(Materials provided begins)

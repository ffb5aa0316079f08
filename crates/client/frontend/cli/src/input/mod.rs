//! Input processing for the CLI client.
//!
//! This module owns the keyboard-to-command mapping so the rest of the
//! application can remain agnostic about concrete key bindings or the
//! specifics of `crossterm` events.

use crossterm::event::{KeyCode, KeyEvent, KeyEventKind, KeyModifiers};

use adventure_core::{KeySymbol, MovementInput};

mod held;
pub use held::HeldKeys;

/// High-level outcome of processing a keyboard event.
#[derive(Clone, Debug, PartialEq, Eq)]
pub enum KeyAction {
    /// Exit the application.
    Quit,
    /// Forward a discrete key press to the adventure manager.
    Key(KeySymbol),
    /// An arrow key went down (or repeated).
    Hold(MovementInput),
    /// An arrow key went up. Only terminals with enhanced keyboard
    /// reporting send these.
    Release(MovementInput),
    /// No meaningful command was produced.
    None,
}

/// Translates `KeyEvent`s into adventure input.
///
/// Arrow keys drive movement and are never forwarded as symbols; `q`, `Esc`
/// and `Ctrl+C` quit; every other key is forwarded.
#[derive(Clone, Debug, Default)]
pub struct InputHandler;

impl InputHandler {
    pub fn new() -> Self {
        Self
    }

    /// Converts a raw key event into a higher-level command.
    pub fn handle_key(&self, key: KeyEvent) -> KeyAction {
        if let Some(direction) = arrow(key.code) {
            return match key.kind {
                KeyEventKind::Release => KeyAction::Release(direction),
                KeyEventKind::Press | KeyEventKind::Repeat => KeyAction::Hold(direction),
            };
        }

        if key.kind != KeyEventKind::Press {
            return KeyAction::None;
        }

        match key.code {
            KeyCode::Char('c') if key.modifiers.contains(KeyModifiers::CONTROL) => KeyAction::Quit,
            KeyCode::Esc => KeyAction::Quit,
            code => symbol(code).map_or(KeyAction::None, KeyAction::Key),
        }
    }
}

fn arrow(code: KeyCode) -> Option<MovementInput> {
    match code {
        KeyCode::Right => Some(MovementInput::RIGHT),
        KeyCode::Left => Some(MovementInput::LEFT),
        KeyCode::Down => Some(MovementInput::DOWN),
        KeyCode::Up => Some(MovementInput::UP),
        _ => None,
    }
}

/// Names a key the way the state tables spell it.
fn symbol(code: KeyCode) -> Option<KeySymbol> {
    let name = match code {
        KeyCode::Char(ch) => return Some(KeySymbol::from_char(ch)),
        KeyCode::Enter => "ENTER",
        KeyCode::Tab => "TAB",
        KeyCode::Backspace => "BACKSPACE",
        KeyCode::Delete => "DELETE",
        KeyCode::Home => "HOME",
        KeyCode::End => "END",
        KeyCode::PageUp => "PAGEUP",
        KeyCode::PageDown => "PAGEDOWN",
        KeyCode::F(n) => return Some(KeySymbol::new(format!("F{n}"))),
        _ => return None,
    };
    Some(KeySymbol::new(name))
}
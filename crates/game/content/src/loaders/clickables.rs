//! Clickable layout loader.

use std::path::Path;

use adventure_core::{ClickableLayout, ClickableRegion};

use crate::loaders::{LoadResult, read_ron};

/// Loader for clickable regions from RON files. Later entries are drawn on
/// top and win hit tests.
pub struct ClickablesLoader;

impl ClickablesLoader {
    pub fn load(path: &Path) -> LoadResult<ClickableLayout> {
        let regions: Vec<ClickableRegion> = read_ron(path, "clickables")?;
        tracing::debug!(path = %path.display(), regions = regions.len(), "loaded clickable layout");
        Ok(ClickableLayout::new(regions))
    }
}

#[cfg(test)]
mod tests {
    use super::*;
    use adventure_core::{Rect, RegionId, RegionScope, StateId};
    use std::io::Write;

    #[test]
    fn scope_and_target_are_optional() {
        let mut file = tempfile::NamedTempFile::new().unwrap();
        write!(
            file,
            r#"[
    (id: "play", scope: State("splash"), rect: (x: 540.0, y: 600.0, width: 200.0, height: 60.0),
     label: "Play", target: Some("intro")),
    (id: "about", rect: (x: 0.0, y: 0.0, width: 10.0, height: 10.0)),
]"#
        )
        .unwrap();

        let layout = ClickablesLoader::load(file.path()).unwrap();

        let play = layout.get(&RegionId::new("play")).unwrap();
        assert_eq!(play.scope, RegionScope::State(StateId::new("splash")));
        assert_eq!(play.rect, Rect::new(540.0, 600.0, 200.0, 60.0));
        assert_eq!(play.target, Some(StateId::new("intro")));

        let about = layout.get(&RegionId::new("about")).unwrap();
        assert_eq!(about.scope, RegionScope::Global);
        assert!(about.label.is_empty());
        assert!(about.target.is_none());
    }
}
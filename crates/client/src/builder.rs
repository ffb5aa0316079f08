//! Client builder: loads content and initializes the adventure.

use std::path::PathBuf;

use adventure_content::ContentFactory;
use anyhow::{Context, Result};
use client_frontend_cli::CliConfig;

use crate::{Client, ClientConfig};

#[derive(Default)]
pub struct ClientBuilder {
    config: ClientConfig,
    cli_config: CliConfig,
}

impl ClientBuilder {
    pub fn new() -> Self {
        Self::default()
    }

    pub fn config(mut self, config: ClientConfig) -> Self {
        self.config = config;
        self
    }

    pub fn data_dir(mut self, data_dir: impl Into<PathBuf>) -> Self {
        self.config.data_dir = data_dir.into();
        self
    }

    pub fn cli_config(mut self, cli_config: CliConfig) -> Self {
        self.cli_config = cli_config;
        self
    }

    /// Loads every content file and validates the tables.
    ///
    /// # Errors
    ///
    /// Returns an error if a content file is missing or malformed, or if the
    /// tables reference something that does not exist.
    pub fn build(self) -> Result<Client> {
        let data_dir = &self.config.data_dir;
        tracing::debug!("Loading content from {}", data_dir.display());

        let content = ContentFactory::new(data_dir)
            .load()
            .with_context(|| format!("Failed to load content from {}", data_dir.display()))?;

        let manager = content
            .initialize()
            .context("Failed to initialize the adventure")?;

        Ok(Client {
            manager,
            cli_config: self.cli_config,
        })
    }
}

#[cfg(test)]
mod tests {
    use super::*;

    fn shipped_data() -> PathBuf {
        PathBuf::from(env!("CARGO_MANIFEST_DIR")).join("../../data")
    }

    #[test]
    fn builds_from_shipped_content() {
        let client = Client::builder().data_dir(shipped_data()).build().unwrap();
        assert_eq!(client.manager().current_state().as_str(), "splash");
    }

    #[test]
    fn missing_content_dir_is_reported() {
        let err = Client::builder()
            .data_dir("definitely/not/here")
            .build()
            .err()
            .unwrap();
        assert!(format!("{err:#}").contains("definitely/not/here"));
    }
}
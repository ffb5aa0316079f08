//! Input handling (keyboard and mouse).

use std::time::Instant;

use adventure_core::InputOutcome;
use anyhow::Result;
use crossterm::event::{
    self as term_event, Event as TermEvent, KeyEvent, MouseButton, MouseEvent, MouseEventKind,
};
use tokio::time::Duration;

use super::super::EventLoop;
use crate::input::KeyAction;

impl EventLoop {
    /// Handles every event already queued by the terminal. Returns `true`
    /// when the user asked to quit.
    pub(in crate::event) fn drain_input(&mut self, now: Instant) -> Result<bool> {
        while term_event::poll(Duration::from_millis(0))? {
            if self.handle_event(term_event::read()?, now) {
                return Ok(true);
            }
        }
        Ok(false)
    }

    pub(in crate::event) fn handle_event(&mut self, event: TermEvent, now: Instant) -> bool {
        match event {
            TermEvent::Key(key) => self.handle_key(key, now),
            TermEvent::Mouse(mouse) => {
                self.handle_mouse(mouse);
                false
            }
            TermEvent::FocusLost => {
                self.held.clear();
                false
            }
            // Resizes are picked up by the next render.
            _ => false,
        }
    }

    fn handle_key(&mut self, key: KeyEvent, now: Instant) -> bool {
        match self.input.handle_key(key) {
            KeyAction::Quit => {
                tracing::info!("Quit requested");
                true
            }
            KeyAction::Hold(direction) => {
                self.held.press(direction, now);
                false
            }
            KeyAction::Release(direction) => {
                self.held.release(direction);
                false
            }
            KeyAction::Key(symbol) => {
                let outcome = self.manager.on_key(&symbol);
                self.apply_outcome(outcome);
                false
            }
            KeyAction::None => false,
        }
    }

    fn handle_mouse(&mut self, mouse: MouseEvent) {
        let Some(point) = self.viewport.to_canvas(mouse.column, mouse.row) else {
            return;
        };

        match mouse.kind {
            MouseEventKind::Moved | MouseEventKind::Drag(MouseButton::Left) => {
                self.manager.on_pointer_move(point);
            }
            MouseEventKind::Down(MouseButton::Left) => self.manager.on_pointer_press(point),
            MouseEventKind::Up(MouseButton::Left) => {
                let outcome = self.manager.on_pointer_release(point);
                self.apply_outcome(outcome);
            }
            _ => {}
        }
    }

    fn apply_outcome(&mut self, outcome: InputOutcome) {
        match outcome {
            InputOutcome::Reserved(_) => self.app_state.toggle_fullscreen(),
            InputOutcome::Transitioned(transition) => self.app_state.note_transition(&transition),
            InputOutcome::Ignored => {}
        }
    }
}

#[cfg(test)]
mod tests {
    use std::time::Instant;

    use adventure_core::{
        AdventureManager, AdventureTables, ClickableLayout, ClickableRegion, GameConfig,
        InteractionTable, MovementInput, NarrativeRoom, NarrativeSpec, Rect, RoomRegistry,
        StateDefinition, StateTable, StaticAssets,
    };
    use crossterm::event::{
        Event as TermEvent, KeyCode, KeyEvent, KeyEventKind, KeyEventState, KeyModifiers,
        MouseButton, MouseEvent, MouseEventKind,
    };
    use ratatui::layout::Rect as CellRect;

    use crate::config::CliConfig;
    use crate::event::EventLoop;
    use crate::presentation::viewport::Viewport;

    fn key(code: KeyCode) -> TermEvent {
        TermEvent::Key(KeyEvent {
            code,
            modifiers: KeyModifiers::empty(),
            kind: KeyEventKind::Press,
            state: KeyEventState::NONE,
        })
    }

    fn mouse(kind: MouseEventKind, column: u16, row: u16) -> TermEvent {
        TermEvent::Mouse(MouseEvent {
            kind,
            column,
            row,
            modifiers: KeyModifiers::empty(),
        })
    }

    fn event_loop() -> EventLoop {
        let states = StateTable::new(vec![
            StateDefinition::new("splash", "splash")
                .on_key("ENTER", "walk")
                .on_key("q", "walk"),
            StateDefinition::new("walk", "walk").with_avatar(),
        ]);
        let clickables = ClickableLayout::new(vec![
            ClickableRegion::new("play", Rect::new(540.0, 600.0, 200.0, 60.0), "Play")
                .in_state("splash")
                .leads_to("walk"),
        ]);
        let tables = AdventureTables::new(states, InteractionTable::default(), clickables);
        let rooms = RoomRegistry::new()
            .with("splash", Box::new(NarrativeRoom::new(NarrativeSpec::new("splash"))))
            .with("walk", Box::new(NarrativeRoom::new(NarrativeSpec::new("walk"))));
        let manager =
            AdventureManager::initialize(tables, rooms, GameConfig::default(), &StaticAssets::new())
                .unwrap();

        let mut event_loop = EventLoop::new(manager, CliConfig::default());
        let canvas = event_loop.manager.config().canvas;
        event_loop.viewport = Viewport::new(CellRect::new(0, 0, 128, 36), canvas);
        event_loop
    }

    #[test]
    fn symbol_keys_drive_transitions() {
        let mut event_loop = event_loop();
        assert!(!event_loop.handle_event(key(KeyCode::Enter), Instant::now()));
        assert_eq!(event_loop.manager.current_state().as_str(), "walk");

        let last = event_loop.app_state.last_transition.as_ref().unwrap();
        assert_eq!(last.from.as_str(), "splash");
    }

    #[test]
    fn reserved_key_toggles_fullscreen() {
        let mut event_loop = event_loop();
        event_loop.handle_event(key(KeyCode::Char('f')), Instant::now());
        assert!(event_loop.app_state.fullscreen);
        assert_eq!(event_loop.manager.current_state().as_str(), "splash");
    }

    #[test]
    fn quit_stops_the_loop() {
        let mut event_loop = event_loop();
        assert!(event_loop.handle_event(key(KeyCode::Esc), Instant::now()));
    }

    #[test]
    fn q_reaches_the_state_table() {
        let mut event_loop = event_loop();
        assert!(!event_loop.handle_event(key(KeyCode::Char('q')), Instant::now()));
        assert_eq!(event_loop.manager.current_state().as_str(), "walk");
    }

    #[test]
    fn arrows_are_held_not_forwarded() {
        let mut event_loop = event_loop();
        let now = Instant::now();
        event_loop.handle_event(key(KeyCode::Left), now);
        assert_eq!(event_loop.held.sample(now), MovementInput::LEFT);

        event_loop.handle_event(TermEvent::FocusLost, now);
        assert!(event_loop.held.sample(now).is_empty());
    }

    #[test]
    fn mouse_click_on_a_region_transitions() {
        let mut event_loop = event_loop();
        // cell (60, 31) is inside the play button at (540, 600)
        let down = mouse(MouseEventKind::Down(MouseButton::Left), 60, 31);
        event_loop.handle_event(down, Instant::now());
        assert_eq!(event_loop.manager.current_state().as_str(), "splash");

        let up = mouse(MouseEventKind::Up(MouseButton::Left), 60, 31);
        event_loop.handle_event(up, Instant::now());
        assert_eq!(event_loop.manager.current_state().as_str(), "walk");
    }

    #[test]
    fn mouse_release_elsewhere_does_nothing() {
        let mut event_loop = event_loop();
        let down = mouse(MouseEventKind::Down(MouseButton::Left), 60, 31);
        event_loop.handle_event(down, Instant::now());
        event_loop.handle_event(mouse(MouseEventKind::Up(MouseButton::Left), 5, 5), Instant::now());
        assert_eq!(event_loop.manager.current_state().as_str(), "splash");
        assert_eq!(event_loop.app_state.transitions, 0);
    }
}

(Materials provided ends)

Work item: For each line above that contains the word "ClickableLayout", give the line as it is written.

Task answer:
use adventure_core::{ClickableLayout, ClickableRegion};
    pub fn load(path: &Path) -> LoadResult<ClickableLayout> {
        Ok(ClickableLayout::new(regions))
        AdventureManager, AdventureTables, ClickableLayout, ClickableRegion, GameConfig,
        let clickables = ClickableLayout::new(vec![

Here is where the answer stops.